The scientific community has stood firm with climate science throughout, but this fact has had very limited recognition. The preponderance of evidence that CO2 accumulation must be not just slowed but essentially halted becomes more inescapable every year.

Yet many people believe exactly the reverse, largely under the influence of organized PR efforts intended to obscure the evidence.

Scientists have constraints on the time they have to devote to public communication and the ways in which they are expected to communicate. At present the most effective communication seems to come from a few climate bloggers, some anonymous, or from amateurs like Greg Craven or Peter Sinclair. These efforts only arose to fill a gaping vaccuum in professional communication.

However we got to this state, it has to be reversed.
You may connect the dots.
--------------------------------------------------

The Geological Society of America has a new draft policy statement on climate change which starts
The Geological Society of America concurs with key elements of recent assessments by the National Academies and the Intergovernmental Panel on Climate Change (IPCC). Global climate has warmed by ~0.7 °C since the middle to late 1800s, and human activities (mainly greenhouse-gas emissions) account for most of the warming since the middle 1900s. If current trends continue, the projected increase in global temperature by the end of the twenty-first century will result in large negative impacts on humans and other life forms. Addressing the challenges posed by future anthropogenic warming will require a combination of national and international emissions reductions and adaptations to those changes that occur.
The details of the statement are a quite conservative statement of the science with measured policy recommendations, and importantly recommendations for members
To facilitate implementation of the goals of this position statement, the Geological Society of America recommends that its members take the following actions:

Actively participate in professional education and discussion activities so as to be technically well informed about the latest advances in climate science. GSA should encourage symposia at national and regional meetings to educate members on mainstream understanding among geoscientists and climate scientists of the causes and future effects of global warming within the broader context of natural variability. These symposia should seek to actively engage members in hosted discussions that clarify issues, possibly utilizing educational formats other than the traditional presentation and Q&A session.

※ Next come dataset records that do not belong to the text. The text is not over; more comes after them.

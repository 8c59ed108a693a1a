//! Backtracking search for a move sequence that clears the board.
use crate::engine::{Board, Tile};
use crate::rules::{enumerate_moves, is_dead_end, playable_marbles, Move};

/// Represents a solution found by the solver: applying the moves in order
/// to the starting board empties it.
#[derive(Clone, Debug, PartialEq, Eq)]
pub struct Solution {
    /// Sequence of paired removals, in play order.
    pub moves: Vec<Move>,
}

impl Solution {
    /// Number of moves in the solution.
    pub fn len(&self) -> usize {
        self.moves.len()
    }

    pub fn is_empty(&self) -> bool {
        self.moves.is_empty()
    }
}

/// Receives notifications about search progress. The search never changes
/// behavior based on an observer; implementations are free to count, log,
/// or ignore the events.
pub trait SearchObserver {
    /// A candidate move is about to be applied at the given recursion depth.
    fn on_move_tried(&mut self, _depth: usize, _mov: &Move) {}
    /// The board produced by a candidate move failed the dead-end test and
    /// the branch was pruned.
    fn on_dead_end(&mut self, _depth: usize, _mov: &Move) {}
    /// Every candidate move at this depth failed; backtracking to the caller.
    fn on_exhausted(&mut self, _depth: usize) {}
}

/// The do-nothing observer, used by [`solve`].
impl SearchObserver for () {}

/// Counts search events; used by the CLI to report how much work a solve took.
#[derive(Clone, Copy, Debug, Default)]
pub struct SearchStats {
    /// Number of candidate moves applied.
    pub moves_tried: u64,
    /// Number of branches pruned by the dead-end test.
    pub dead_ends: u64,
    /// Number of exhausted (backtracked) nodes.
    pub backtracks: u64,
    /// Deepest recursion level reached.
    pub max_depth: usize,
}

impl SearchObserver for SearchStats {
    fn on_move_tried(&mut self, depth: usize, _mov: &Move) {
        self.moves_tried += 1;
        if depth > self.max_depth {
            self.max_depth = depth;
        }
    }

    fn on_dead_end(&mut self, _depth: usize, _mov: &Move) {
        self.dead_ends += 1;
    }

    fn on_exhausted(&mut self, _depth: usize) {
        self.backtracks += 1;
    }
}

/// Searches for a move sequence that clears the given board.
///
/// Returns the first solution found (not necessarily the shortest), or
/// `None` when every branch is exhausted. An unsolvable board is an expected
/// outcome, not an error.
pub fn solve(board: &Board) -> Option<Solution> {
    solve_with_observer(board, &mut ())
}

/// Same as [`solve`], reporting search progress to the given observer.
pub fn solve_with_observer(
    board: &Board,
    observer: &mut impl SearchObserver,
) -> Option<Solution> {
    if board.is_cleared() {
        return Some(Solution { moves: Vec::new() });
    }
    if is_dead_end(board) {
        return None;
    }
    search(board, 0, observer).map(|moves| Solution { moves })
}

/// Depth-first recursion over board states. Each branch owns an independent
/// board clone, so there is no undo step.
fn search(
    board: &Board,
    depth: usize,
    observer: &mut impl SearchObserver,
) -> Option<Vec<Move>> {
    let marbles = playable_marbles(board);
    let mut candidates = enumerate_moves(&marbles);
    // Stable sort keeps discovery order among equal priorities.
    candidates.sort_by_key(|mov| mov.priority);

    for mov in candidates {
        observer.on_move_tried(depth, &mov);

        let mut next = board.clone();
        next.set_tile(mov.first.0, mov.first.1, Tile::Empty);
        next.set_tile(mov.second.0, mov.second.1, Tile::Empty);

        if next.is_cleared() {
            return Some(vec![mov]);
        }

        // A dead-end clone prunes only this candidate; its siblings removed
        // different marbles and may still pass.
        if is_dead_end(&next) {
            observer.on_dead_end(depth, &mov);
            continue;
        }

        if let Some(rest) = search(&next, depth + 1, observer) {
            let mut moves = Vec::with_capacity(rest.len() + 1);
            moves.push(mov);
            moves.extend(rest);
            return Some(moves);
        }
    }

    observer.on_exhausted(depth);
    None
}

#[cfg(test)]
mod tests {
    use super::*;
    use crate::rules::is_playable;
    use crate::utils::board_from_str_array;

    /// Applies a solution move by move, asserting that every targeted cell
    /// holds a marble at the moment it is removed.
    fn apply_solution(board: &Board, solution: &Solution) -> Board {
        let mut board = board.clone();
        for mov in &solution.moves {
            assert_ne!(
                board.get_tile(mov.first.0, mov.first.1),
                Tile::Empty,
                "first target of {:?} already empty",
                mov
            );
            board.set_tile(mov.first.0, mov.first.1, Tile::Empty);
            assert_ne!(
                board.get_tile(mov.second.0, mov.second.1),
                Tile::Empty,
                "second target of {:?} already empty",
                mov
            );
            board.set_tile(mov.second.0, mov.second.1, Tile::Empty);
        }
        board
    }

    #[test]
    fn test_solve_already_cleared_board() {
        let board = Board::new_empty();
        let solution = solve(&board).unwrap();
        assert!(solution.is_empty());
    }

    #[test]
    fn test_trivial_gold_board() {
        let mut board = Board::new_empty();
        board.set_tile(5, 5, Tile::Gold);
        let solution = solve(&board).unwrap();
        assert_eq!(solution.len(), 1);
        let mov = solution.moves[0];
        assert_eq!(mov.first, (5, 5));
        assert_eq!(mov.second, (5, 5));
        assert_eq!(mov.priority, 0);
        assert!(apply_solution(&board, &solution).is_cleared());
    }

    #[test]
    fn test_quicksilver_metal_board() {
        let mut board = Board::new_empty();
        board.set_tile(3, 3, Tile::Quicksilver);
        board.set_tile(7, 7, Tile::Lead);
        let solution = solve(&board).unwrap();
        assert_eq!(solution.len(), 1);
        let mov = solution.moves[0];
        assert_eq!(mov.priority, 1);
        assert_eq!((mov.first, mov.second), ((3, 3), (7, 7)));
        assert!(apply_solution(&board, &solution).is_cleared());
    }

    #[test]
    fn test_same_kind_elemental_board() {
        let mut board = Board::new_empty();
        board.set_tile(3, 3, Tile::Air);
        board.set_tile(7, 7, Tile::Air);
        let solution = solve(&board).unwrap();
        assert_eq!(solution.len(), 1);
        assert_eq!(solution.moves[0].priority, 3);
        assert!(apply_solution(&board, &solution).is_cleared());
    }

    #[test]
    fn test_unsolvable_board_flagged_before_search() {
        let mut board = Board::new_empty();
        board.set_tile(5, 5, Tile::Air);

        let mut stats = SearchStats::default();
        assert!(solve_with_observer(&board, &mut stats).is_none());
        // The dead-end test fires on the input board, before any candidate
        // move is explored.
        assert_eq!(stats.moves_tried, 0);
    }

    #[test]
    fn test_mismatched_elementals_unsolvable() {
        let mut board = Board::new_empty();
        board.set_tile(3, 3, Tile::Air);
        board.set_tile(7, 7, Tile::Fire);
        assert!(solve(&board).is_none());
    }

    #[test]
    fn test_dead_end_pruning_counts() {
        // Two airs and a salt. Pairing the airs strands the salt, and
        // pairing the salt with either air strands the other air; the two
        // air+salt branches are cut by the dead-end test without recursing.
        let mut board = Board::new_empty();
        board.set_tile(3, 3, Tile::Air);
        board.set_tile(5, 5, Tile::Air);
        board.set_tile(7, 7, Tile::Salt);

        let mut stats = SearchStats::default();
        assert!(solve_with_observer(&board, &mut stats).is_none());
        assert_eq!(stats.moves_tried, 3);
        assert_eq!(stats.dead_ends, 2);
        assert_eq!(stats.backtracks, 2);
    }

    #[test]
    fn test_metal_sequence_followed_in_solution() {
        // Two quicksilvers and two metals: Lead must be consumed before Tin.
        let board = board_from_str_array(&[
            "...Q...L...",
            "...........",
            "..Q....T...",
        ])
        .unwrap();
        let solution = solve(&board).unwrap();
        assert_eq!(solution.len(), 2);

        let metal_of = |mov: &Move| {
            [mov.first, mov.second]
                .into_iter()
                .map(|(x, y)| board.get_tile(x, y))
                .find(|kind| kind.is_metal())
                .unwrap()
        };
        assert_eq!(metal_of(&solution.moves[0]), Tile::Lead);
        assert_eq!(metal_of(&solution.moves[1]), Tile::Tin);
        assert!(apply_solution(&board, &solution).is_cleared());
    }

    #[test]
    fn test_multi_pair_board_solution_validity() {
        // One of every pairing rule: gold solo, quicksilver+lead, vitae+mors,
        // two airs, two fires, earth+salt. Marbles are spread out so the
        // openness gate never blocks.
        let board = board_from_str_array(&[
            "...Q.L.V...",
            "...........",
            "..M..A.A.F.",
            "...........",
            "..F..G..E..",
            "...........",
            "....S......",
        ])
        .unwrap();
        let mut stats = SearchStats::default();
        let solution = solve_with_observer(&board, &mut stats).unwrap();
        assert_eq!(solution.len(), 6);
        assert!(apply_solution(&board, &solution).is_cleared());
        assert!(stats.moves_tried >= 6);

        // Gold is free to play alone, so it sorts first.
        assert_eq!(solution.moves[0].priority, 0);
    }

    #[test]
    fn test_blocked_marble_requires_unblocking_first() {
        let mut board = Board::new_empty();
        // Water at (5, 4) with ring indices 1 and 4 occupied: its longest
        // contiguous free arc is 2, so it starts blocked.
        board.set_tile(5, 4, Tile::Water);
        board.set_tile(4, 3, Tile::Fire);
        board.set_tile(5, 5, Tile::Fire);
        // Its partner, wide open elsewhere.
        board.set_tile(8, 7, Tile::Water);
        assert!(!is_playable(&board, 5, 4));
        assert!(is_playable(&board, 8, 7));

        let solution = solve(&board).unwrap();
        assert_eq!(solution.len(), 2);
        // The fires must go first to open the water's arc.
        let first = solution.moves[0];
        assert_eq!(
            (board.get_tile(first.first.0, first.first.1), first.priority),
            (Tile::Fire, 3)
        );
        assert!(apply_solution(&board, &solution).is_cleared());
    }
}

Engage in public education activities in the community, including at the local level. Public education is a critical element of a proactive response to the challenges presented by global climate change. GSA members are encouraged to take an active part in outreach activities to educate the public at all levels (local, regional, and national) about the science of global warming and the importance of geological research in framing policy development. Such activities can include organizing and participating in community school activities; leading discussion groups in churches or other civic organizations; meeting with local and state community leaders and congressional staffs; participating in GSA’s Congressional Visits Day; writing opinion pieces and letters to the editor for local and regional newspapers; contributing to online forums; and volunteering for organizations that support efforts to effectively mitigate and adapt to global climate change.

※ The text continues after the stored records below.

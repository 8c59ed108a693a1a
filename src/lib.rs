//! # Sigmar Solver Library
//!
//! This library solves Sigmar's Garden, the hexagonal tile-matching
//! solitaire from Opus Magnum: given a starting board it searches for an
//! ordered sequence of paired removals that empties the board entirely.
//!
//! It is used by two binaries:
//! - `solve_board`: reads a board file, searches for a solution, and prints
//!   the move sequence.
//! - `generate_board`: emits a random starting board with the legitimate
//!   marble counts.
//!
//! ## Modules
//! - `engine`: the board representation (`Board`), marble kinds (`Tile`),
//!   the dead-spot layout, and the hex neighbor topology.
//! - `rules`: the playability predicate, legal-pair enumeration with
//!   priorities, and the dead-end pruning test.
//! - `solver`: the backtracking search (`solve`) and the `SearchObserver`
//!   progress hook.
//! - `utils`: board parsing from text and starting-board validation.

pub mod engine;
pub mod rules;
pub mod solver;
pub mod utils;
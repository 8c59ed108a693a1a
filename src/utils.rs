use crate::engine::{is_valid_coordinate, Board, Tile, BOARD_SIZE, STARTING_COUNTS};

/// Parses an array of string slices into a `Board`.
///
/// Each string slice is one row: row `y` of the board, character `x` giving
/// the tile at `(x, y)`. Missing rows and short rows are filled with
/// `Tile::Empty`. Valid characters are the ones produced by
/// [`Tile::to_char`]:
///
/// - `.`: Empty
/// - `S`: Salt, `A`: Air, `F`: Fire, `W`: Water, `E`: Earth
/// - `Q`: Quicksilver
/// - `L`: Lead, `T`: Tin, `I`: Iron, `C`: Copper, `R`: Silver, `G`: Gold
/// - `V`: Vitae, `M`: Mors
///
/// # Errors
/// Returns `Err` if more than `BOARD_SIZE` rows are given, a row is longer
/// than `BOARD_SIZE` characters, an unrecognized character appears, or a
/// marble is placed on a dead spot.
///
/// # Examples
/// ```
/// use sigmar_solver::utils::board_from_str_array;
/// use sigmar_solver::engine::Tile;
///
/// let board = board_from_str_array(&[
///     "...G.......",
///     "..Q........",
/// ]).unwrap();
/// assert_eq!(board.get_tile(3, 0), Tile::Gold);
/// assert_eq!(board.get_tile(2, 1), Tile::Quicksilver);
/// assert_eq!(board.get_tile(5, 5), Tile::Empty);
///
/// assert!(board_from_str_array(&["..X"]).is_err());
/// ```
pub fn board_from_str_array(s: &[&str]) -> Result<Board, String> {
    if s.len() > BOARD_SIZE {
        return Err(format!(
            "Invalid number of rows. Expected at most {}, found {}",
            BOARD_SIZE,
            s.len()
        ));
    }

    let mut board = Board::new_empty();

    for (y, row_str) in s.iter().enumerate() {
        if row_str.chars().count() > BOARD_SIZE {
            return Err(format!(
                "Row {} is too long. Expected at most {} characters, found {}",
                y,
                BOARD_SIZE,
                row_str.chars().count()
            ));
        }

        for (x, tile_char) in row_str.chars().enumerate() {
            let tile = Tile::from_char(tile_char).ok_or_else(|| {
                format!(
                    "Unrecognized character '{}' in row {} col {}",
                    tile_char, y, x
                )
            })?;
            if tile != Tile::Empty && !is_valid_coordinate(x as isize, y as isize) {
                return Err(format!(
                    "Marble '{}' placed on dead spot ({}, {})",
                    tile_char, x, y
                ));
            }
            board.set_tile(x, y, tile);
        }
    }
    Ok(board)
}

/// Checks that the board holds the exact marble counts of a legitimate
/// starting configuration (`STARTING_COUNTS`).
///
/// This is the acquisition side's validation duty: the solver core assumes
/// it receives a well-formed board and does not re-validate.
pub fn validate_starting_board(board: &Board) -> Result<(), String> {
    for (kind, expected) in STARTING_COUNTS {
        let found = board.find_tiles_of_kind(kind).count();
        if found != expected {
            return Err(format!(
                "Expected {} {:?} marbles, found {}",
                expected, kind, found
            ));
        }
    }
    Ok(())
}

#[cfg(test)]
mod tests {
    use super::*;

    #[test]
    fn test_board_from_str_array_valid() {
        let board = board_from_str_array(&[
            "...LTICRG..",
            "..Q........",
            "...........",
            ".....V.....",
        ])
        .unwrap();
        assert_eq!(board.get_tile(3, 0), Tile::Lead);
        assert_eq!(board.get_tile(4, 0), Tile::Tin);
        assert_eq!(board.get_tile(5, 0), Tile::Iron);
        assert_eq!(board.get_tile(6, 0), Tile::Copper);
        assert_eq!(board.get_tile(7, 0), Tile::Silver);
        assert_eq!(board.get_tile(8, 0), Tile::Gold);
        assert_eq!(board.get_tile(2, 1), Tile::Quicksilver);
        assert_eq!(board.get_tile(5, 3), Tile::Vitae);
        assert_eq!(board.get_tile(5, 5), Tile::Empty);
    }

    #[test]
    fn test_board_from_str_array_invalid_char() {
        let result = board_from_str_array(&["...X"]);
        assert!(result.is_err());
        assert!(result.unwrap_err().contains("Unrecognized character 'X'"));
    }

    #[test]
    fn test_board_from_str_array_marble_on_dead_spot() {
        // (0, 0) is outside the playable hexagon.
        let result = board_from_str_array(&["G"]);
        assert!(result.is_err());
        assert!(result.unwrap_err().contains("dead spot"));

        // An explicit Empty on a dead spot is fine.
        assert!(board_from_str_array(&["..........."]).is_ok());
    }

    #[test]
    fn test_board_from_str_array_row_too_long() {
        let too_long_row = "A".repeat(BOARD_SIZE + 1);
        let result = board_from_str_array(&[too_long_row.as_str()]);
        assert!(result.is_err());
        assert!(result.unwrap_err().contains("Row 0 is too long"));
    }

    #[test]
    fn test_board_from_str_array_too_many_rows() {
        let rows = vec!["..........."; BOARD_SIZE + 1];
        let result = board_from_str_array(&rows);
        assert!(result.is_err());
        assert!(result.unwrap_err().contains("Invalid number of rows"));
    }

    #[test]
    fn test_board_from_str_array_partial_rows_and_cols() {
        let board = board_from_str_array(&[
            "...A",
            "..Q",
        ])
        .unwrap();
        assert_eq!(board.get_tile(3, 0), Tile::Air);
        assert_eq!(board.get_tile(4, 0), Tile::Empty);
        assert_eq!(board.get_tile(2, 1), Tile::Quicksilver);
        assert_eq!(board.get_tile(3, 1), Tile::Empty);
        assert_eq!(board.get_tile(2, 2), Tile::Empty);
    }

    #[test]
    fn test_board_from_str_array_empty_input() {
        let board = board_from_str_array(&[]).unwrap();
        assert!(board.is_cleared());
    }

    #[test]
    fn test_validate_starting_board() {
        let board = Board::new_random_with_seed(3);
        assert!(validate_starting_board(&board).is_ok());

        let mut short_board = board.clone();
        let (x, y) = short_board.find_tiles_of_kind(Tile::Gold).next().unwrap();
        short_board.set_tile(x, y, Tile::Empty);
        let err = validate_starting_board(&short_board).unwrap_err();
        assert!(err.contains("Gold"));

        assert!(validate_starting_board(&Board::new_empty()).is_err());
    }
}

Collaborate with a wide range of stakeholders to help educate and inform them about the causes and impacts of global climate change from the geosciences perspective. GSA members are encouraged to discuss with businesses and policymakers the science of global warming, as well as the opportunities for transitioning from our predominant dependence on fossil fuels to greater use of low-
carbon energies and energy efficiencies.

Work interactively with other science and policy societies to help inform the public and ensure that policymakers have access to scientifically reliable information. GSA should actively engage and collaborate with other earth-science organizations in recommending and formulating national and international strategies to address impending impacts of anthropogenic climate change.
They solicit comments from members, and the word is out in denialsville, so if you are a member, go over there and put in your two cents, or whatever the dues are.

You would think that Michael Tobis had written the thing, but among the names Eli knows, Warren William Ruddimann (ear tip to JMashey) and Judith Lean are on the drafting committee.....Michael????
Eli the Prophet

Not so long ago, James Inhofe, Senator from the Paleozoic was heard to say about cap and trade

"Without participation from China and India, anything we do here at home would impose burdensome costs on consumers in the form of higher electricity, gas and food prices, all for no climate gain," said Oklahoma Senator James Inhofe, the top Republican on the panel drafting the Senate's version of the bill.

"Unless supporters of cap-and-trade legislation can develop a plan to convince China and India to make meaningful emissions reductions on par with the United States, no such bill will pass the U.S. Senate," he said.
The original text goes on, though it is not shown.